**YOUR ASSIGNMENT**
Return every entry in the listing word for word.

**THE DATA**
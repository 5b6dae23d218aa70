use regex_lite::{Regex, RegexBuilder};

/// Translate one wildcard pattern into an unanchored regex fragment.
///
/// `*` matches any run of characters and `?` a single character; every
/// other character is literal.
pub fn wildcard_to_regex(pattern: &str) -> String {
    let mut out = String::with_capacity(pattern.len() * 2);
    for ch in pattern.chars() {
        match ch {
            '*' => out.push_str(".*"),
            '?' => out.push('.'),
            other => {
                let mut buf = [0u8; 4];
                out.push_str(&regex_lite::escape(other.encode_utf8(&mut buf)));
            }
        }
    }
    out
}

/// Compile a set of wildcard patterns into one anchored regex.
///
/// Returns `None` for an empty set.
pub fn compile(patterns: &[String], case_sensitive: bool) -> Option<Regex> {
    if patterns.is_empty() {
        return None;
    }
    let alternatives: Vec<String> = patterns.iter().map(|p| wildcard_to_regex(p)).collect();
    let source = format!("^(?:{})$", alternatives.join("|"));
    match RegexBuilder::new(&source)
        .case_insensitive(!case_sensitive)
        .build()
    {
        Ok(regex) => Some(regex),
        Err(e) => {
            tracing::warn!("Could not compile wildcard set {:?}: {}", patterns, e);
            None
        }
    }
}

#[cfg(test)]
mod tests {
    use super::*;

    fn pats(list: &[&str]) -> Vec<String> {
        list.iter().map(|s| s.to_string()).collect()
    }

    #[test]
    fn test_literal_dots_and_dollars_are_escaped() {
        let re = compile(&pats(&["a$b.c"]), true).unwrap();
        assert!(re.is_match("a$b.c"));
        assert!(!re.is_match("a$bxc"));
    }

    #[test]
    fn test_star_and_question_mark() {
        let re = compile(&pats(&["*.java", "make?ile"]), true).unwrap();
        assert!(re.is_match("Main.java"));
        assert!(re.is_match(".java"));
        assert!(re.is_match("makefile"));
        assert!(!re.is_match("makfile"));
        assert!(!re.is_match("Main.javax"));
    }

    #[test]
    fn test_case_insensitive_compile() {
        let re = compile(&pats(&["*.c"]), false).unwrap();
        assert!(re.is_match("X.C"));
        let re = compile(&pats(&["*.c"]), true).unwrap();
        assert!(!re.is_match("X.C"));
    }

    #[test]
    fn test_empty_set_compiles_to_none() {
        assert!(compile(&[], true).is_none());
    }
}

**ANSWER SPACE**
repository 5b6dae23d218aa70
use regex_lite::{Regex, RegexBuilder};

/// Translate one wildcard pattern into an unanchored regex fragment.
///
/// `*` matches any run of characters and `?` a single character; every
/// other character is literal.
pub fn wildcard_to_regex(pattern: &str) -> String {
    let mut out = String::with_capacity(pattern.len() * 2);
    for ch in pattern.chars() {
        match ch {
            '*' => out.push_str(".*"),
            '?' => out.push('.'),
            other => {
                let mut buf = [0u8; 4];
                out.push_str(&regex_lite::escape(other.encode_utf8(&mut buf)));
            }
        }
    }
    out
}

/// Compile a set of wildcard patterns into one anchored regex.
///
/// Returns `None` for an empty set.
pub fn compile(patterns: &[String], case_sensitive: bool) -> Option<Regex> {
    if patterns.is_empty() {
        return None;
    }
    let alternatives: Vec<String> = patterns.iter().map(|p| wildcard_to_regex(p)).collect();
    let source = format!("^(?:{})$", alternatives.join("|"));
    match RegexBuilder::new(&source)
        .case_insensitive(!case_sensitive)
        .build()
    {
        Ok(regex) => Some(regex),
        Err(e) => {
            tracing::warn!("Could not compile wildcard set {:?}: {}", patterns, e);
            None
        }
    }
}

#[cfg(test)]
mod tests {
    use super::*;

    fn pats(list: &[&str]) -> Vec<String> {
        list.iter().map(|s| s.to_string()).collect()
    }

    #[test]
    fn test_literal_dots_and_dollars_are_escaped() {
        let re = compile(&pats(&["a$b.c"]), true).unwrap();
        assert!(re.is_match("a$b.c"));
        assert!(!re.is_match("a$bxc"));
    }

    #[test]
    fn test_star_and_question_mark() {
        let re = compile(&pats(&["*.java", "make?ile"]), true).unwrap();
        assert!(re.is_match("Main.java"));
        assert!(re.is_match(".java"));
        assert!(re.is_match("makefile"));
        assert!(!re.is_match("makfile"));
        assert!(!re.is_match("Main.javax"));
    }

    #[test]
    fn test_case_insensitive_compile() {
        let re = compile(&pats(&["*.c"]), false).unwrap();
        assert!(re.is_match("X.C"));
        let re = compile(&pats(&["*.c"]), true).unwrap();
        assert!(!re.is_match("X.C"));
    }

    #[test]
    fn test_empty_set_compiles_to_none() {
        assert!(compile(&[], true).is_none());
    }
}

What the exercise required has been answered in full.